The Amazing Tikvah, Ramah, Israel, Mishlachat Relationship


I just arrived in Jerusalem
where I will spend Shabbat with the 13 other Fellows and three teachers of the
Jim Joseph Foundation Fellowship Program of the Lookstein Center.  We have been learning together and traveling
together since our arrival in Israel
this past Monday.  The truth is, more
than ½ of us made it to Kfar Maccabia in Ramat Gan
on time; the rest were very delayed due to snow in the US.  I was lucky enough to arrive on time and have
been enjoying every minute of our ten day program entitled “Community and
Leadership:  Exploring the Past,
Understanding the Present, Imagineering the Future.”  Beyond the learning about web platforms and communities
of practice, lectures by such luminaries as Israeli conductor, Itay Talgam,
Steve Israel of JAFI and Professor Jeffrey Woolf of Bar Ilan, and tiyulim
(field trips) to such places as Churbat Etri, the Bar Kochba Caves, and
Caesaria, I have been able to connect with various members of the Ramah New
England community. And I have had a chance to reflect on the centrality of Israel to Ramah
and Tikvah.

No more than two hours after landing, I was sitting in our
first fellowship session, held in a private room of the Kfar Maccabia dining
room.  I looked up and saw Mark Ross, a
former Amitzim counselor, here from England for a wedding.   Later that night, I connected by phone and
email with various friends from the Ramah community—Rotem and Uri, Leah
Collier, Max Davidson, the Bensteins, Yediah and Uri Tzivoni, and Tikvah founders
and long time directors, Herb and Barbara Greenberg.

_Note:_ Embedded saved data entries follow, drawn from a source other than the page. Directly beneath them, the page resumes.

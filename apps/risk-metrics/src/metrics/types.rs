//! Core types for risk metric results.

use rust_decimal::Decimal;

use crate::error::RiskError;

/// Parametric Value at Risk estimate.
#[derive(Debug, Clone, PartialEq)]
pub struct VarEstimate {
    /// Confidence level (e.g., 0.99).
    pub confidence: f64,
    /// Capital base the returns are expressed against.
    pub aum: Decimal,
    /// Sample mean of the returns.
    pub mean: f64,
    /// Sample standard deviation of the returns.
    pub std_dev: f64,
    /// `(1 - confidence)` quantile of the fitted Normal (fractional return).
    pub quantile: f64,
    /// Dollar VaR, `aum - aum * (quantile + 1)`, rounded to cents.
    pub var_amount: Decimal,
}

/// Empirical Conditional Value at Risk (expected shortfall).
#[derive(Debug, Clone, PartialEq)]
pub struct CvarEstimate {
    /// Confidence level (e.g., 0.99).
    pub confidence: f64,
    /// Number of worst observations averaged.
    pub tail_count: usize,
    /// Total observations.
    pub sample_size: usize,
    /// Mean of the tail (fractional return, e.g., -0.02 = -2%).
    pub cvar: f64,
}

/// Drawdown tracking point.
#[derive(Debug, Clone, PartialEq)]
pub struct DrawdownPoint {
    /// Date label from the input.
    pub timestamp: String,
    /// Cumulative P&L.
    pub equity: f64,
    /// Running peak of cumulative P&L so far.
    pub peak: f64,
    /// `equity / peak - 1` (zero at new highs, negative below the peak).
    pub drawdown: f64,
}

/// Full drawdown curve with its deepest episode.
#[derive(Debug, Clone, PartialEq)]
pub struct DrawdownSeries {
    /// One point per input observation.
    pub points: Vec<DrawdownPoint>,
    /// Minimum of the drawdown curve (e.g., -0.25 = 25% below peak).
    pub max_drawdown: f64,
    /// Index of the running peak preceding the deepest trough.
    pub peak_index: usize,
    /// Index of the deepest trough.
    pub trough_index: usize,
}

impl DrawdownSeries {
    /// Periods between the peak and the deepest trough.
    #[must_use]
    pub const fn max_drawdown_duration(&self) -> usize {
        self.trough_index - self.peak_index
    }

    /// Drawdown values only, in input order.
    #[must_use]
    pub fn values(&self) -> Vec<f64> {
        self.points.iter().map(|p| p.drawdown).collect()
    }
}

/// All risk metrics computed for one dataset.
///
/// Each metric is computed independently, so one failing statistic never
/// hides the others.
#[derive(Debug)]
pub struct RiskReport {
    /// Number of P&L observations.
    pub observations: usize,
    /// Confidence level used for VaR and CVaR.
    pub confidence: f64,
    /// Value at Risk.
    pub var: Result<VarEstimate, RiskError>,
    /// Conditional Value at Risk.
    pub cvar: Result<CvarEstimate, RiskError>,
    /// Drawdown curve.
    pub drawdown: Result<DrawdownSeries, RiskError>,
}

impl RiskReport {
    /// Whether every metric was computed.
    #[must_use]
    pub const fn is_complete(&self) -> bool {
        self.var.is_ok() && self.cvar.is_ok() && self.drawdown.is_ok()
    }

    /// Failures in report order: VaR, CVaR, drawdown.
    pub fn errors(&self) -> impl Iterator<Item = &RiskError> {
        [
            self.var.as_ref().err(),
            self.cvar.as_ref().err(),
            self.drawdown.as_ref().err(),
        ]
        .into_iter()
        .flatten()
    }
}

Last night, I was honored to attend the bat mitzvah of one
of Herb and Barbara’s granddaughters. When our day of learning and tiyulim ended, I cabbed it to Pitaya, a
beautiful catering hall in Kfar Saba.  I
arrived a bit late and was delighted when I saw Uri and Yedida, long time
friends of Herb and Barbara’s.  The
Greenbergs, who came on aliyah approximately ten years ago, speak often of how
much the Ramah experience impacted on their love for Israel.  They have maintained friendships for years
with shlichim and other Israelis who worked at Ramah New England.  Imagine my delight when I was greeted by a
table of Israelis (including the Reems and the Hanochis) who worked at camp
twenty or so years ago.  And several of
them worked in Tikvah!  Israel and the
shlichim are so central to camp, and the Tikvah experience has really made an
impact on generations of shlichim.

I feel honored to continue the strong relationship between
Tikvah, Ramah, Israel and our mishlachat/Israeli
delegation.  Last year at this time, I
was in Israel
with fifteen campers and staff members (we had a blast, despite the Gaza War,
which caused us to change our itinerary a bit). It was my fourth Tikvah Israel trip; it was a pleasure to restart the Israel trip, started so many years ago by the
Greenbergs who brought approximately ten groups Tikvah groups to Israel.  Each summer, Tikvah has a particularly strong
relationship with the mischlachat, who teach us Hebrew, swimming, sports, omanut,
etc.  I can’t wait to visit my Ramah
Israeli friends in Israel,
and to welcome many back to camp this summer.

Shabbat Shalom from Jerusalem.  (I received a lot of comments yesterday about my Kayitz 2009 Ramah shirt! Several told me to remember to take off my name tag!)